[Start of Attachment]

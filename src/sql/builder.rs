//! Builds parameterized statements for the `books` table.
//!
//! Identifiers are static; every client-supplied value travels as a bind parameter.
//! The one dynamic identifier, the ORDER BY column, arrives as a [`SortOrder`],
//! which can only be produced from a safelist.

use crate::models::Book;
use crate::service::SortOrder;
use crate::sql::PgBindValue;
use sqlx::postgres::{PgArguments, PgRow, Postgres};
use sqlx::query::{Query, QueryAs};
use sqlx::FromRow;

pub const BOOKS_TABLE: &str = "books";

/// Columns returned for a full book row, in struct order.
pub const BOOK_COLUMNS: &[&str] = &[
    "id",
    "created_at",
    "title",
    "author",
    "year",
    "genres",
    "released_at",
    "version",
];

/// Columns written by insert and update.
const BOOK_MUTABLE_COLUMNS: &[&str] = &["title", "author", "year", "genres", "released_at"];

/// Quote identifier for PostgreSQL (safe: only static names reach here).
fn quoted(s: &str) -> String {
    format!("\"{}\"", s.replace('"', "\"\""))
}

fn column_list(cols: &[&str]) -> String {
    cols.iter().map(|c| quoted(c)).collect::<Vec<_>>().join(", ")
}

#[derive(Debug, Default)]
pub struct QueryBuf {
    pub sql: String,
    pub params: Vec<PgBindValue>,
}

impl QueryBuf {
    fn new() -> Self {
        QueryBuf::default()
    }

    fn push_param(&mut self, v: impl Into<PgBindValue>) -> u32 {
        let n = self.params.len() as u32 + 1;
        self.params.push(v.into());
        n
    }

    /// Untyped query with every parameter bound.
    pub fn query(&self) -> Query<'_, Postgres, PgArguments> {
        self.params
            .iter()
            .fold(sqlx::query(&self.sql), |query, p| p.bind(query))
    }

    /// Typed query with every parameter bound.
    pub fn query_as<O>(&self) -> QueryAs<'_, Postgres, O, PgArguments>
    where
        O: for<'r> FromRow<'r, PgRow>,
    {
        self.params
            .iter()
            .fold(sqlx::query_as(&self.sql), |query, p| p.bind_as(query))
    }

    fn push_book_values(&mut self, book: &Book) -> Vec<u32> {
        vec![
            self.push_param(book.title.as_str()),
            self.push_param(book.author.as_str()),
            self.push_param(book.year),
            self.push_param(book.genres.as_slice()),
            self.push_param(book.released_at),
        ]
    }
}

/// INSERT of the mutable columns; the database assigns id, created_at and version.
pub fn insert_book(book: &Book) -> QueryBuf {
    let mut q = QueryBuf::new();
    let placeholders = q
        .push_book_values(book)
        .into_iter()
        .map(|n| format!("${}", n))
        .collect::<Vec<_>>()
        .join(", ");
    q.sql = format!(
        "INSERT INTO {} ({}) VALUES ({}) RETURNING {}",
        quoted(BOOKS_TABLE),
        column_list(BOOK_MUTABLE_COLUMNS),
        placeholders,
        column_list(&["id", "created_at", "version"])
    );
    q
}

/// SELECT by primary key.
pub fn select_book_by_id(id: i64) -> QueryBuf {
    let mut q = QueryBuf::new();
    let n = q.push_param(id);
    q.sql = format!(
        "SELECT {} FROM {} WHERE {} = ${}",
        column_list(BOOK_COLUMNS),
        quoted(BOOKS_TABLE),
        quoted("id"),
        n
    );
    q
}

/// UPDATE conditioned on both id and the version the caller last read.
/// Bumps the version and returns the stored values.
pub fn update_book(book: &Book) -> QueryBuf {
    let mut q = QueryBuf::new();
    let mut sets: Vec<String> = BOOK_MUTABLE_COLUMNS
        .iter()
        .zip(q.push_book_values(book))
        .map(|(col, n)| format!("{} = ${}", quoted(col), n))
        .collect();
    sets.push(format!("{0} = {0} + 1", quoted("version")));
    let id_param = q.push_param(book.id);
    let version_param = q.push_param(book.version);
    let mut returning = BOOK_MUTABLE_COLUMNS.to_vec();
    returning.push("version");
    q.sql = format!(
        "UPDATE {} SET {} WHERE {} = ${} AND {} = ${} RETURNING {}",
        quoted(BOOKS_TABLE),
        sets.join(", "),
        quoted("id"),
        id_param,
        quoted("version"),
        version_param,
        column_list(&returning)
    );
    q
}

/// DELETE by id.
pub fn delete_book(id: i64) -> QueryBuf {
    let mut q = QueryBuf::new();
    let n = q.push_param(id);
    q.sql = format!("DELETE FROM {} WHERE {} = ${}", quoted(BOOKS_TABLE), quoted("id"), n);
    q
}

/// Filtered, sorted, paginated SELECT. Each predicate is true when its input is empty.
/// The first column is the pre-pagination match count (`count(*) OVER()`).
/// Rows are tie-broken by id so pages stay stable for non-unique sort columns.
pub fn search_books(
    title: &str,
    author: &str,
    genres: &[String],
    order: SortOrder,
    limit: i64,
    offset: i64,
) -> QueryBuf {
    let mut q = QueryBuf::new();
    let title_param = q.push_param(title);
    let author_param = q.push_param(author);
    let genres_param = q.push_param(genres);
    let limit_param = q.push_param(limit);
    let offset_param = q.push_param(offset);

    let where_parts = [
        format!(
            "(to_tsvector('simple', {col}) @@ plainto_tsquery('simple', ${n}) OR ${n} = '')",
            col = quoted("title"),
            n = title_param
        ),
        format!(
            "(to_tsvector('simple', {col}) @@ plainto_tsquery('simple', ${n}) OR ${n} = '')",
            col = quoted("author"),
            n = author_param
        ),
        format!(
            "({col} @> ${n} OR ${n} = '{{}}')",
            col = quoted("genres"),
            n = genres_param
        ),
    ];
    let order_clause = format!(
        "{} {}, {} ASC",
        quoted(order.column()),
        order.direction().as_sql(),
        quoted("id")
    );
    q.sql = format!(
        "SELECT count(*) OVER() AS {}, {} FROM {} WHERE {} ORDER BY {} LIMIT ${} OFFSET ${}",
        quoted("total_records"),
        column_list(BOOK_COLUMNS),
        quoted(BOOKS_TABLE),
        where_parts.join(" AND "),
        order_clause,
        limit_param,
        offset_param
    );
    q
}

#[cfg(test)]
mod tests {
    use super::*;
    use crate::models::BOOK_SORT_SAFELIST;
    use crate::service::resolve_sort;

    fn sample() -> Book {
        Book {
            id: 7,
            title: "Dune".into(),
            author: "Frank Herbert".into(),
            year: 1965,
            genres: vec!["sci-fi".into()],
            released_at: 1965,
            version: 3,
            ..Default::default()
        }
    }

    #[test]
    fn insert_binds_values_in_column_order() {
        let q = insert_book(&sample());
        assert_eq!(
            q.sql,
            r#"INSERT INTO "books" ("title", "author", "year", "genres", "released_at") VALUES ($1, $2, $3, $4, $5) RETURNING "id", "created_at", "version""#
        );
        assert_eq!(q.params[0], PgBindValue::Text("Dune".into()));
        assert_eq!(q.params[3], PgBindValue::TextArray(vec!["sci-fi".into()]));
        assert_eq!(q.params.len(), 5);
    }

    #[test]
    fn update_is_conditioned_on_version() {
        let q = update_book(&sample());
        assert!(q.sql.contains(r#""version" = "version" + 1"#));
        assert!(q.sql.contains(r#"WHERE "id" = $6 AND "version" = $7"#));
        assert!(q.sql.ends_with(r#"RETURNING "title", "author", "year", "genres", "released_at", "version""#));
        assert_eq!(q.params[5], PgBindValue::BigInt(7));
        assert_eq!(q.params[6], PgBindValue::Int(3));
    }

    #[test]
    fn search_orders_by_resolved_column_then_id() {
        let order = resolve_sort("-year", BOOK_SORT_SAFELIST).unwrap();
        let q = search_books("", "", &[], order, 20, 40);
        assert!(q.sql.starts_with(r#"SELECT count(*) OVER() AS "total_records", "id""#));
        assert!(q.sql.contains(r#"ORDER BY "year" DESC, "id" ASC LIMIT $4 OFFSET $5"#));
        assert!(q.sql.contains(r#"("genres" @> $3 OR $3 = '{}')"#));
        assert_eq!(q.params[3], PgBindValue::BigInt(20));
        assert_eq!(q.params[4], PgBindValue::BigInt(40));
    }

    #[test]
    fn search_input_never_reaches_sql_text() {
        let order = resolve_sort("title", BOOK_SORT_SAFELIST).unwrap();
        let hostile = "x'); DROP TABLE books; --";
        let q = search_books(hostile, hostile, &[hostile.to_string()], order, 10, 0);
        assert!(!q.sql.contains("DROP"));
        assert_eq!(q.params[0], PgBindValue::Text(hostile.into()));
        assert_eq!(q.params[2], PgBindValue::TextArray(vec![hostile.into()]));
    }

    #[test]
    fn delete_and_select_by_id() {
        assert_eq!(delete_book(4).sql, r#"DELETE FROM "books" WHERE "id" = $1"#);
        let q = select_book_by_id(4);
        assert!(q.sql.ends_with(r#"FROM "books" WHERE "id" = $1"#));
        assert_eq!(q.params, vec![PgBindValue::BigInt(4)]);
    }
}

[End of Attachment]

§ **WHAT YOU HAVE TO DO**
Only a number is wanted here: how many lines of the records above contain "sqlx".

§ **REPLY**
5